Em particular, teve o cuidado de informar os seus cinco irmãos – aos quais dedicou Tio – sobre o que eu estava escrevendo e por quê. Ele lhes disse: “Não é nossa família, mas é muito familiar” e recebeu a bênção.
“Somos um grupo incrível de árabes-australianos que cresceram neste país e se tornaram as melhores versões de nós mesmos”, diz Ahmad. “E decidimos que estávamos prontos para brigar. Estávamos prontos para ter essa conversa. Então não cabia mais aos meus pais decidir o que era melhor para nós.
“Eles fizeram o melhor que puderam com os recursos e ferramentas que tinham, e não tinham muitos. Um tio perguntou ao meu pai há alguns meses: 'Por que você está trazendo tudo isso à tona agora? E meu pai disse: 'Não vou começar.' Meus filhos estão mais velhos agora. Eles têm filhos. Eles decidiram que estão prontos para fazer isso.'”
Não há final de Hollywood para Tio. O pai do jovem protagonista não reaparece, não há justiça para o agressor de Hamoodi, que é um parente próximo.
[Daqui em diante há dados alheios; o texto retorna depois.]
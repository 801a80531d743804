pub mod filters;
pub mod handlers;
pub mod models;

use async_trait::async_trait;
use axum::{
    routing::{delete, get, post, put},
    Router,
};
use bookshelf_db::Store;
use bookshelf_kernel::{InitCtx, Module};
use serde_json::json;

use crate::openapi::{
    empty_response, error_response, id_param, json_body, json_response, page_schema, query_param,
    schema_ref, token_security, write_errors,
};
use handlers::BooksState;

/// Book catalogue: list with filter/search/ordering, detail and token-protected writes
pub struct BooksModule {
    state: BooksState,
}

impl BooksModule {
    pub fn new(store: Store, page_size: usize) -> Self {
        Self {
            state: BooksState { store, page_size },
        }
    }
}

fn list_parameters() -> Vec<serde_json::Value> {
    vec![
        query_param("publication_year", "integer", "Exact publication year"),
        query_param("publication_year__gt", "integer", "Published after"),
        query_param("publication_year__gte", "integer", "Published in or after"),
        query_param("publication_year__lt", "integer", "Published before"),
        query_param("publication_year__lte", "integer", "Published in or before"),
        query_param("title", "string", "Title contains (case-insensitive)"),
        query_param("title__exact", "string", "Exact title"),
        query_param("title__startswith", "string", "Title prefix (case-insensitive)"),
        query_param("author__name", "string", "Author name contains (case-insensitive)"),
        query_param("author__name__exact", "string", "Exact author name"),
        query_param("search", "string", "Text in title or author name"),
        query_param(
            "ordering",
            "string",
            "Comma-separated keys from id, title, publication_year, author__name; prefix '-' for descending",
        ),
        query_param("page", "integer", "1-based page number or 'last'"),
    ]
}

#[async_trait]
impl Module for BooksModule {
    fn name(&self) -> &'static str {
        "books"
    }

    async fn init(&self, ctx: &InitCtx<'_>) -> anyhow::Result<()> {
        tracing::info!(
            module = self.name(),
            environment = ?ctx.settings.environment,
            page_size = self.state.page_size,
            "books module initialized"
        );
        Ok(())
    }

    fn routes(&self) -> Router {
        Router::new()
            .route("/", get(handlers::list_books))
            .route("/health", get(handlers::health_check))
            .route("/create", post(handlers::create_book))
            .route("/{id}", get(handlers::get_book))
            .route(
                "/update/{id}",
                put(handlers::replace_book).patch(handlers::patch_book),
            )
            .route("/delete/{id}", delete(handlers::delete_book))
            .with_state(self.state.clone())
    }

    fn openapi(&self) -> Option<serde_json::Value> {
        Some(json!({
            "paths": {
                "/": {
                    "get": {
                        "summary": "List books",
                        "tags": ["Books"],
                        "parameters": list_parameters(),
                        "responses": {
                            "200": json_response("Page of books", page_schema("Book")),
                            "404": error_response("Invalid page"),
                            "422": error_response("Invalid filter value or ordering key")
                        }
                    }
                },
                "/health": {
                    "get": {
                        "summary": "Books health check",
                        "tags": ["Books"],
                        "responses": {
                            "200": {
                                "description": "OK",
                                "content": { "text/plain": { "schema": { "type": "string" } } }
                            }
                        }
                    }
                },
                "/{id}": {
                    "get": {
                        "summary": "Get a book",
                        "tags": ["Books"],
                        "parameters": [id_param()],
                        "responses": {
                            "200": json_response("Book", schema_ref("Book")),
                            "404": error_response("Book not found")
                        }
                    }
                },
                "/create": {
                    "post": {
                        "summary": "Create a book",
                        "tags": ["Books"],
                        "security": token_security(),
                        "requestBody": json_body("BookInput"),
                        "responses": write_responses("201", json_response("Created book", schema_ref("Book")))
                    }
                },
                "/update/{id}": {
                    "put": {
                        "summary": "Replace a book",
                        "tags": ["Books"],
                        "security": token_security(),
                        "parameters": [id_param()],
                        "requestBody": json_body("BookInput"),
                        "responses": write_responses("200", json_response("Updated book", schema_ref("Book")))
                    },
                    "patch": {
                        "summary": "Partially update a book",
                        "tags": ["Books"],
                        "security": token_security(),
                        "parameters": [id_param()],
                        "requestBody": json_body("BookInput"),
                        "responses": write_responses("200", json_response("Updated book", schema_ref("Book")))
                    }
                },
                "/delete/{id}": {
                    "delete": {
                        "summary": "Delete a book",
                        "tags": ["Books"],
                        "security": token_security(),
                        "parameters": [id_param()],
                        "responses": write_responses("204", empty_response("Deleted"))
                    }
                }
            },
            "components": {
                "schemas": {
                    "Book": {
                        "type": "object",
                        "properties": {
                            "id": { "type": "integer", "description": "Unique identifier for the book" },
                            "title": { "type": "string", "description": "Title of the book" },
                            "publication_year": {
                                "type": "integer",
                                "description": "Year of publication, not later than the current year"
                            },
                            "author": { "type": "integer", "description": "Id of the book's author" }
                        },
                        "required": ["id", "title", "publication_year", "author"]
                    },
                    "BookInput": {
                        "type": "object",
                        "properties": {
                            "title": { "type": "string", "maxLength": models::TITLE_MAX_CHARS },
                            "publication_year": { "type": "integer" },
                            "author": { "type": "integer" }
                        },
                        "required": ["title", "publication_year", "author"]
                    }
                }
            }
        }))
    }

    async fn start(&self, _ctx: &InitCtx<'_>) -> anyhow::Result<()> {
        tracing::info!(module = self.name(), "books module started");
        Ok(())
    }

    async fn stop(&self) -> anyhow::Result<()> {
        tracing::info!(module = self.name(), "books module stopped");
        Ok(())
    }
}

/// Success response plus the shared write errors and a 404 for missing books
fn write_responses(status: &str, success: serde_json::Value) -> serde_json::Value {
    let mut responses = write_errors();
    responses[status] = success;
    responses["404"] = error_response("Book not found");
    responses
}

/// Create a new instance of the books module
pub fn create_module(store: Store, page_size: usize) -> std::sync::Arc<dyn Module> {
    std::sync::Arc::new(BooksModule::new(store, page_size))
}
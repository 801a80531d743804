//! Catalogue store shared across request handlers.

use std::collections::{BTreeMap, BTreeSet};
use std::sync::Arc;

use thiserror::Error;
use tokio::sync::RwLock;

use crate::models::{Author, AuthorWithBooks, Book, BookDraft, BookPatch, BookWithAuthor, NewBook};

#[derive(Debug, Error, PartialEq, Eq)]
pub enum StoreError {
    #[error("author {0} does not exist")]
    AuthorNotFound(u64),

    #[error("book {0} does not exist")]
    BookNotFound(u64),
}

#[derive(Debug, Default)]
struct Catalogue {
    authors: BTreeMap<u64, Author>,
    books: BTreeMap<u64, Book>,
    /// author id -> ids of books referencing it
    books_by_author: BTreeMap<u64, BTreeSet<u64>>,
    next_author_id: u64,
    next_book_id: u64,
}

impl Catalogue {
    fn allocate_author_id(&mut self) -> u64 {
        self.next_author_id += 1;
        self.next_author_id
    }

    fn allocate_book_id(&mut self) -> u64 {
        self.next_book_id += 1;
        self.next_book_id
    }

    fn author(&self, id: u64) -> Result<&Author, StoreError> {
        self.authors.get(&id).ok_or(StoreError::AuthorNotFound(id))
    }

    fn insert_book(&mut self, title: String, publication_year: i32, author_id: u64) -> Book {
        let book = Book {
            id: self.allocate_book_id(),
            title,
            publication_year,
            author_id,
        };
        self.books_by_author
            .entry(author_id)
            .or_default()
            .insert(book.id);
        self.books.insert(book.id, book.clone());
        book
    }

    fn books_of(&self, author_id: u64) -> Vec<Book> {
        self.books_by_author
            .get(&author_id)
            .into_iter()
            .flatten()
            .filter_map(|id| self.books.get(id).cloned())
            .collect()
    }

    fn with_books(&self, author: &Author) -> AuthorWithBooks {
        AuthorWithBooks {
            author: author.clone(),
            books: self.books_of(author.id),
        }
    }
}

/// Cloneable handle to the catalogue.
///
/// Each write operation holds the write lock for its whole duration, so a
/// single call is atomic with respect to every other call.
#[derive(Debug, Clone, Default)]
pub struct Store {
    inner: Arc<RwLock<Catalogue>>,
}

impl Store {
    pub fn new() -> Self {
        Self::default()
    }

    pub async fn is_empty(&self) -> bool {
        let catalogue = self.inner.read().await;
        catalogue.authors.is_empty() && catalogue.books.is_empty()
    }

    /// Snapshot of every book joined with its author's name, in id order.
    pub async fn list_books(&self) -> Vec<BookWithAuthor> {
        let catalogue = self.inner.read().await;
        catalogue
            .books
            .values()
            .map(|book| BookWithAuthor {
                author_name: catalogue
                    .authors
                    .get(&book.author_id)
                    .map(|author| author.name.clone())
                    .unwrap_or_default(),
                book: book.clone(),
            })
            .collect()
    }

    pub async fn get_book(&self, id: u64) -> Result<Book, StoreError> {
        self.inner
            .read()
            .await
            .books
            .get(&id)
            .cloned()
            .ok_or(StoreError::BookNotFound(id))
    }

    pub async fn create_book(&self, new: NewBook) -> Result<Book, StoreError> {
        let mut catalogue = self.inner.write().await;
        catalogue.author(new.author_id)?;
        Ok(catalogue.insert_book(new.title, new.publication_year, new.author_id))
    }

    /// Apply `patch` to book `id`, moving it between authors when the author changes.
    pub async fn update_book(&self, id: u64, patch: BookPatch) -> Result<Book, StoreError> {
        let mut catalogue = self.inner.write().await;
        let current = catalogue
            .books
            .get(&id)
            .cloned()
            .ok_or(StoreError::BookNotFound(id))?;

        if let Some(author_id) = patch.author_id {
            catalogue.author(author_id)?;
        }

        let updated = Book {
            id,
            title: patch.title.unwrap_or(current.title),
            publication_year: patch.publication_year.unwrap_or(current.publication_year),
            author_id: patch.author_id.unwrap_or(current.author_id),
        };

        if updated.author_id != current.author_id {
            if let Some(ids) = catalogue.books_by_author.get_mut(&current.author_id) {
                ids.remove(&id);
            }
            catalogue
                .books_by_author
                .entry(updated.author_id)
                .or_default()
                .insert(id);
        }
        catalogue.books.insert(id, updated.clone());
        Ok(updated)
    }

    pub async fn delete_book(&self, id: u64) -> Result<Book, StoreError> {
        let mut catalogue = self.inner.write().await;
        let book = catalogue
            .books
            .remove(&id)
            .ok_or(StoreError::BookNotFound(id))?;
        if let Some(ids) = catalogue.books_by_author.get_mut(&book.author_id) {
            ids.remove(&id);
        }
        Ok(book)
    }

    pub async fn list_authors(&self) -> Vec<AuthorWithBooks> {
        let catalogue = self.inner.read().await;
        catalogue
            .authors
            .values()
            .map(|author| catalogue.with_books(author))
            .collect()
    }

    pub async fn get_author(&self, id: u64) -> Result<AuthorWithBooks, StoreError> {
        let catalogue = self.inner.read().await;
        let author = catalogue.author(id)?;
        Ok(catalogue.with_books(author))
    }

    /// Ids of the books referencing `author_id`, ascending.
    pub async fn book_ids_of(&self, author_id: u64) -> Vec<u64> {
        self.inner
            .read()
            .await
            .books_by_author
            .get(&author_id)
            .map(|ids| ids.iter().copied().collect())
            .unwrap_or_default()
    }

    /// Insert an author and all of its drafted books in one step.
    pub async fn create_author(&self, name: String, books: Vec<BookDraft>) -> AuthorWithBooks {
        let mut catalogue = self.inner.write().await;
        let author = Author {
            id: catalogue.allocate_author_id(),
            name,
        };
        catalogue.authors.insert(author.id, author.clone());
        catalogue.books_by_author.insert(author.id, BTreeSet::new());

        for draft in books {
            catalogue.insert_book(draft.title, draft.publication_year, author.id);
        }

        catalogue.with_books(&author)
    }

    pub async fn rename_author(&self, id: u64, name: String) -> Result<AuthorWithBooks, StoreError> {
        let mut catalogue = self.inner.write().await;
        let author = catalogue
            .authors
            .get_mut(&id)
            .ok_or(StoreError::AuthorNotFound(id))?;
        author.name = name;
        let author = author.clone();
        Ok(catalogue.with_books(&author))
    }

    /// Delete an author and every book referencing it. Returns the removed books.
    pub async fn delete_author(&self, id: u64) -> Result<Vec<Book>, StoreError> {
        let mut catalogue = self.inner.write().await;
        catalogue
            .authors
            .remove(&id)
            .ok_or(StoreError::AuthorNotFound(id))?;

        let book_ids = catalogue.books_by_author.remove(&id).unwrap_or_default();
        let removed = book_ids
            .into_iter()
            .filter_map(|book_id| catalogue.books.remove(&book_id))
            .collect();
        Ok(removed)
    }
}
Ahmad disse que por um tempo considerou uma conclusão mais otimista, mas depois deixou para o leitor “escrever o último capítulo”.
“Quero que você se pergunte: o que você faz quando uma criança fala?” ele diz. “E eu conheço muitos leitores, muitos australianos de bom coração diriam: 'Oh, vou atuar.'
“É fácil porque eles imaginam esse troll no esgoto que todo mundo odeia. fazer? Qual é o próximo passo para você?
Tio é publicado via Hachette em 27 de janeiro.
O apoio está disponível na Linha de Apoio à Violência Sexual de NSW (anteriormente NSW Rape Crisis). 1800 424 017Serviço Nacional de Aconselhamento sobre Abuso Sexual Familiar e Violência Doméstica em 1800RESPECT (1800 737 732) ou Serviço de Referência para Homens em 1300 766 491.